III Domenica di Avvento (Anno C) – Gaudete (15/12/2024) Liturgia: Sof 3, 14-18a; Sl: Is 12, 2-6; Fil 4, 4-7; Lc 3, 10-18
“La morte si sconta vivendo” scriveva Giuseppe Ungaretti a conclusione di un suo componimento che risente della tetra esperienza della Grande Guerra; “L’inferno sono gli altri” gli faceva eco nel 1944 Sartre nel celebre dramma teatrale Huis clos.
Se ci guardiamo intorno sembra sovente di dover dare ragione a queste lapidarie affermazioni: gli uomini e le donne del nostro tempo sembrano ormai divenuti lupi gli uni per gli altri, predatori della loro stessa specie, mutuando un’espressione di Thomas Hobbes. Il problema è che spesso la soluzione che lui proponeva, ovvero un rigido controllo sul comportamento umano da parte del potere statale, “Il leviatano”, ha mostrato anche nella storia recente più i suoi aspetti inquietanti e distruttivi che le sue potenzialità di pace. Ovunque scontri, ingiustizie, prevaricazioni di ogni sorta, chi scrive non dimentica come pochi giorni fa si sia evitato un pericoloso colpo di Stato in una delle nazioni ritenute più progredite dell’Estremo Oriente o come la Siria, ormai in guerra da oltre un decennio, torni a fare parlare tristemente di sé. Anche la Chiesa in questo tempo non sembra versare in condizioni ottimali: si ha spesso l’impressione che la barca di Pietro non sappia bene dove orientare il timone o, meno prosaicamente, non sappia proprio dove sbattere la testa e noi … ognuno sa di casa sua, alternandosi tra speranze e dolori. In certe giornate ci sembra proprio come la vita del mondo e la nostra, suoi minuti abitanti, si possa riassumere con le parole del salmo che preghiamo nella compieta del venerdì sera: “Sopra di me è passata la tua ira, i tuoi spaventi mi hanno annientato, mi circondano come acqua tutto il giorno, tutti mi avvolgono. Hai allontanato da me i miei compagni, mi sono compagne solo le tenebre” (Sal 88,17-19).
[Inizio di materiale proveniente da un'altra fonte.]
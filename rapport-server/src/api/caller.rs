//! Caller identification for the Rapport API
//!
//! The server performs no authentication. Every non-public request names its
//! caller in the `x-rapport-user` header; the middleware resolves that
//! username through the user directory and stores a [`Caller`] in the
//! request extensions.

use std::sync::Arc;

use axum::{
    extract::{Request, State},
    http::{HeaderMap, Method},
    middleware::Next,
    response::Response,
};
use rapport::directory::{DirectoryError, UserDirectory};
use rapport::models::UserId;

use crate::{config::CALLER_HEADER, error::ServerError, state::AppState};

/// The user a request acts for
#[derive(Debug, Clone)]
pub struct Caller {
    pub id: UserId,
    pub username: String,
}

/// Resolve the caller of every non-public request
pub async fn caller_middleware(
    State(state): State<Arc<AppState>>,
    headers: HeaderMap,
    mut request: Request,
    next: Next,
) -> Result<Response, ServerError> {
    if is_public_endpoint(request.method(), request.uri().path()) {
        return Ok(next.run(request).await);
    }

    let username = headers
        .get(CALLER_HEADER)
        .ok_or_else(|| ServerError::Unauthorized(format!("missing {} header", CALLER_HEADER)))?
        .to_str()
        .map_err(|_| ServerError::Unauthorized(format!("malformed {} header", CALLER_HEADER)))?
        .trim()
        .to_string();

    let id = match state.rapport.directory().resolve_username(&username).await {
        Ok(id) => id,
        Err(DirectoryError::NotFound(_)) => {
            return Err(ServerError::Unauthorized(format!(
                "unknown user '{}'",
                username
            )));
        }
        Err(e) => return Err(e.into()),
    };

    tracing::debug!("Request from {} ({})", username, id);
    request.extensions_mut().insert(Caller { id, username });

    Ok(next.run(request).await)
}

/// Check if an endpoint is public (doesn't require a caller)
fn is_public_endpoint(method: &Method, path: &str) -> bool {
    match path {
        "/health" => true,
        "/users" => method == Method::POST,
        _ => false,
    }
}
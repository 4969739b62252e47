//! Price-paid CSV parser
//!
//! Parses the raw dataset payload into [`Transaction`]s. The payload is a
//! header-described CSV with 14 columns:
//!
//! ```text
//! transaction_id,price,date_of_transfer,postcode,property_type,new_build,
//! duration,paon,saon,street,locality,town,district,county
//! ```
//!
//! Empty cells are nulls for the nullable columns. A row with an
//! unparseable required field is an error for the whole parse: the caller
//! aborts the ingestion attempt rather than skipping rows, so a dataset is
//! either ingested completely or not at all.

use chrono::NaiveDate;
use thiserror::Error;

use super::models::{BuildType, ContractType, PropertyType, Transaction};

/// Column count of the input schema
pub const EXPECTED_COLUMNS: usize = 14;

/// Errors raised while parsing the dataset payload
#[derive(Debug, Error)]
pub enum ParseError {
    #[error("CSV read error: {0}")]
    Csv(#[from] csv::Error),

    #[error("row {row}: expected 14 columns, found {found}")]
    ColumnCount { row: usize, found: usize },

    #[error("row {row}: missing required field '{field}'")]
    MissingField { row: usize, field: &'static str },

    #[error("row {row}: invalid price '{value}'")]
    InvalidPrice { row: usize, value: String },

    #[error("row {row}: invalid transfer date '{value}'")]
    InvalidDate { row: usize, value: String },

    #[error("row {row}: unknown {field} code '{value}'")]
    UnknownCode {
        row: usize,
        field: &'static str,
        value: String,
    },
}

/// Parse the full dataset payload eagerly into transactions, preserving
/// input order.
pub fn parse_transactions(payload: &[u8]) -> Result<Vec<Transaction>, ParseError> {
    let mut reader = csv::ReaderBuilder::new()
        .has_headers(true)
        .flexible(true)
        .from_reader(payload);

    let mut transactions = Vec::new();

    for (idx, record) in reader.records().enumerate() {
        let record = record?;
        // 1-based source line, accounting for the header row
        let row = idx + 2;
        transactions.push(parse_record(&record, row)?);
    }

    Ok(transactions)
}

fn parse_record(record: &csv::StringRecord, row: usize) -> Result<Transaction, ParseError> {
    if record.len() != EXPECTED_COLUMNS {
        return Err(ParseError::ColumnCount {
            row,
            found: record.len(),
        });
    }

    let cell = |idx: usize| record.get(idx).unwrap_or("").trim();
    let optional = |idx: usize| {
        let value = cell(idx);
        if value.is_empty() {
            None
        } else {
            Some(value.to_string())
        }
    };
    let required = |idx: usize, field: &'static str| {
        let value = cell(idx);
        if value.is_empty() {
            Err(ParseError::MissingField { row, field })
        } else {
            Ok(value.to_string())
        }
    };

    let transaction_id = required(0, "transaction_id")?;

    let price_raw = required(1, "price")?;
    let price: i64 = price_raw.parse().map_err(|_| ParseError::InvalidPrice {
        row,
        value: price_raw.clone(),
    })?;

    let date_raw = required(2, "date_of_transfer")?;
    let date_of_transfer =
        NaiveDate::parse_from_str(&date_raw, "%Y-%m-%d").map_err(|_| ParseError::InvalidDate {
            row,
            value: date_raw.clone(),
        })?;

    let postcode = optional(3);

    let property_type = match cell(4) {
        "" => None,
        code => Some(
            PropertyType::from_code(code).ok_or_else(|| ParseError::UnknownCode {
                row,
                field: "property_type",
                value: code.to_string(),
            })?,
        ),
    };

    let build_raw = required(5, "new_build")?;
    let build = BuildType::from_code(&build_raw).ok_or_else(|| ParseError::UnknownCode {
        row,
        field: "new_build",
        value: build_raw.clone(),
    })?;

    let duration_raw = required(6, "duration")?;
    let contract = ContractType::from_code(&duration_raw).ok_or_else(|| ParseError::UnknownCode {
        row,
        field: "duration",
        value: duration_raw.clone(),
    })?;

    // Building identity is the primary and secondary addressable object
    // names joined; either may be absent.
    let building = [optional(7), optional(8)]
        .into_iter()
        .flatten()
        .collect::<Vec<_>>()
        .join(" ");

    Ok(Transaction {
        transaction_id,
        price,
        date_of_transfer,
        postcode,
        property_type,
        build,
        contract,
        building,
        street: optional(9),
        locality: optional(10),
        town: required(11, "town")?,
        district: required(12, "district")?,
        county: required(13, "county")?,
    })
}
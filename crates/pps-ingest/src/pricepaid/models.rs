//! Domain models for price-paid transactions
//!
//! A [`Transaction`] is one row of the Land Registry price-paid dataset.
//! Enrichment attaches an optional [`GeoPoint`] resolved from the postcode,
//! producing an [`EnrichedTransaction`].

use chrono::NaiveDate;

/// Property type, carried in the source data as a single-character code
#[derive(Debug, Clone, Copy, PartialEq, Eq)]
pub enum PropertyType {
    Detached,
    SemiDetached,
    Terraced,
    FlatsMaisonettes,
    Other,
}

impl PropertyType {
    pub fn from_code(code: &str) -> Option<Self> {
        match code {
            "D" => Some(PropertyType::Detached),
            "S" => Some(PropertyType::SemiDetached),
            "T" => Some(PropertyType::Terraced),
            "F" => Some(PropertyType::FlatsMaisonettes),
            "O" => Some(PropertyType::Other),
            _ => None,
        }
    }

    pub fn code(&self) -> char {
        match self {
            PropertyType::Detached => 'D',
            PropertyType::SemiDetached => 'S',
            PropertyType::Terraced => 'T',
            PropertyType::FlatsMaisonettes => 'F',
            PropertyType::Other => 'O',
        }
    }

    pub fn description(&self) -> &'static str {
        match self {
            PropertyType::Detached => "Detached",
            PropertyType::SemiDetached => "Semi-Detached",
            PropertyType::Terraced => "Terraced",
            PropertyType::FlatsMaisonettes => "Flats/Maisonettes",
            PropertyType::Other => "Other",
        }
    }
}

/// Whether the sale was of a newly built property
#[derive(Debug, Clone, Copy, PartialEq, Eq)]
pub enum BuildType {
    NewBuild,
    OldBuild,
}

impl BuildType {
    pub fn from_code(code: &str) -> Option<Self> {
        match code {
            "Y" => Some(BuildType::NewBuild),
            "N" => Some(BuildType::OldBuild),
            _ => None,
        }
    }

    pub fn code(&self) -> char {
        match self {
            BuildType::NewBuild => 'Y',
            BuildType::OldBuild => 'N',
        }
    }

    pub fn description(&self) -> &'static str {
        match self {
            BuildType::NewBuild => "New Build",
            BuildType::OldBuild => "Old Build",
        }
    }
}

/// Tenure under which the property was transferred
#[derive(Debug, Clone, Copy, PartialEq, Eq)]
pub enum ContractType {
    Freehold,
    Leasehold,
}

impl ContractType {
    pub fn from_code(code: &str) -> Option<Self> {
        match code {
            "F" => Some(ContractType::Freehold),
            "L" => Some(ContractType::Leasehold),
            _ => None,
        }
    }

    pub fn code(&self) -> char {
        match self {
            ContractType::Freehold => 'F',
            ContractType::Leasehold => 'L',
        }
    }

    pub fn description(&self) -> &'static str {
        match self {
            ContractType::Freehold => "Freehold",
            ContractType::Leasehold => "Leasehold",
        }
    }
}

/// A resolved geographic point.
///
/// Construction enforces the validity filter: both components must lie
/// strictly inside (-90, 90) and be non-zero. The postcode store uses
/// `(0, 0)` as its "no data" sentinel, so a literal zero component means
/// missing data, not the equator or prime meridian.
#[derive(Debug, Clone, Copy, PartialEq)]
pub struct GeoPoint {
    pub lat: f64,
    pub long: f64,
}

impl GeoPoint {
    pub fn new(lat: f64, long: f64) -> Option<Self> {
        fn usable(v: f64) -> bool {
            v > -90.0 && v < 90.0 && v != 0.0
        }

        if usable(lat) && usable(long) {
            Some(GeoPoint { lat, long })
        } else {
            None
        }
    }
}

/// One price-paid sale, as parsed from the source dataset.
///
/// `building` is composed at parse time from the dataset's two optional
/// building columns (primary and secondary addressable object names).
#[derive(Debug, Clone, PartialEq)]
pub struct Transaction {
    pub transaction_id: String,
    pub price: i64,
    pub date_of_transfer: NaiveDate,
    pub postcode: Option<String>,
    pub property_type: Option<PropertyType>,
    pub build: BuildType,
    pub contract: ContractType,
    pub building: String,
    pub street: Option<String>,
    pub locality: Option<String>,
    pub town: String,
    pub district: String,
    pub county: String,
}

/// A transaction paired with its resolved geo point, if any
#[derive(Debug, Clone)]
pub struct EnrichedTransaction {
    pub transaction: Transaction,
    pub geo: Option<GeoPoint>,
}

/// Which upstream dataset snapshot to ingest
#[derive(Debug, Clone, Copy, PartialEq, Eq)]
pub enum DatasetSelector {
    /// The rolling monthly update file
    LatestMonth,
    /// The complete file for one calendar year
    Year(u16),
}

impl DatasetSelector {
    /// Source file name under the dataset base URL
    pub fn file_name(&self) -> String {
        match self {
            DatasetSelector::LatestMonth => "pp-monthly-update-new-version.csv".to_string(),
            DatasetSelector::Year(year) => format!("pp-{}.csv", year),
        }
    }
}

/// Outcome of one ingestion attempt
#[derive(Debug, Clone, PartialEq, Eq)]
pub enum IngestOutcome {
    /// The dataset hash was already marked as ingested; no work performed
    NothingToDo { hash: String },
    /// The dataset was enriched, exported and marked
    Completed { hash: String, rows: usize },
}
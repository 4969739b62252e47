//! Logging configuration and initialization
//!
//! Centralized tracing setup for all PPS components. Components log with
//! structured fields (`info!(rows = n, hash = %hash, "...")`) rather than
//! interpolated strings wherever a value is worth querying later.
//!
//! # Example
//!
//! ```no_run
//! use pps_common::logging::{init_logging, LogConfig};
//! use tracing::info;
//!
//! fn main() -> anyhow::Result<()> {
//!     let config = LogConfig::from_env();
//!     init_logging(&config)?;
//!     info!("worker started");
//!     Ok(())
//! }
//! ```

use anyhow::{Context, Result};
use serde::{Deserialize, Serialize};
use tracing_subscriber::{layer::SubscriberExt, util::SubscriberInitExt, EnvFilter};

/// Output format for log lines
#[derive(Debug, Clone, Copy, PartialEq, Eq, Serialize, Deserialize, Default)]
#[serde(rename_all = "lowercase")]
pub enum LogFormat {
    /// Human-readable text output
    #[default]
    Text,
    /// Newline-delimited JSON output
    Json,
}

impl std::str::FromStr for LogFormat {
    type Err = anyhow::Error;

    fn from_str(s: &str) -> std::result::Result<Self, Self::Err> {
        match s.to_lowercase().as_str() {
            "text" | "plain" => Ok(LogFormat::Text),
            "json" => Ok(LogFormat::Json),
            _ => Err(anyhow::anyhow!("Invalid log format: {}", s)),
        }
    }
}

/// Logging configuration
#[derive(Debug, Clone)]
pub struct LogConfig {
    /// Filter directives, e.g. "pps_ingest=debug,sqlx=warn"
    pub filter: String,
    /// Output format
    pub format: LogFormat,
}

impl Default for LogConfig {
    fn default() -> Self {
        Self {
            filter: "info".to_string(),
            format: LogFormat::Text,
        }
    }
}

impl LogConfig {
    /// Build configuration from `PPS_LOG` / `PPS_LOG_FORMAT`, falling back
    /// to defaults for anything unset or unparsable.
    pub fn from_env() -> Self {
        let filter = std::env::var("PPS_LOG").unwrap_or_else(|_| "info".to_string());
        let format = std::env::var("PPS_LOG_FORMAT")
            .ok()
            .and_then(|v| v.parse().ok())
            .unwrap_or_default();

        Self { filter, format }
    }

    /// Override the filter directives
    pub fn with_filter(mut self, filter: impl Into<String>) -> Self {
        self.filter = filter.into();
        self
    }
}

/// Initialize the global tracing subscriber.
///
/// Must be called once, early in `main`; calling it twice returns an error
/// from the underlying registry.
pub fn init_logging(config: &LogConfig) -> Result<()> {
    let filter = EnvFilter::try_new(&config.filter)
        .with_context(|| format!("Invalid log filter: {}", config.filter))?;

    match config.format {
        LogFormat::Text => {
            tracing_subscriber::registry()
                .with(filter)
                .with(tracing_subscriber::fmt::layer().with_target(true))
                .try_init()
                .context("Failed to initialize logging")?;
        }
        LogFormat::Json => {
            tracing_subscriber::registry()
                .with(filter)
                .with(tracing_subscriber::fmt::layer().json().with_target(true))
                .try_init()
                .context("Failed to initialize logging")?;
        }
    }

    Ok(())
}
Eppure, proprio in questo scenario, continua, anno dopo anno, a giungerci l’annuncio di questa terza domenica del tempo dell’attesa: Guadete! Rallegratevi (antifona iniziale); grida di gioia, esulta ed acclama (I lettura); cantate inni (salmo); non angustiatevi (II lettura). È un invito che definirei scandaloso, che può dare quasi fastidio. Assunte le premesse dell’inizio, come puoi Signore farci giungere questa parola? Ci si può rallegrare in un contesto del genere? Oppure per farlo è necessario chiudere gli occhi, fuggire dalla realtà e rifugiarci sotto una campana di vetro?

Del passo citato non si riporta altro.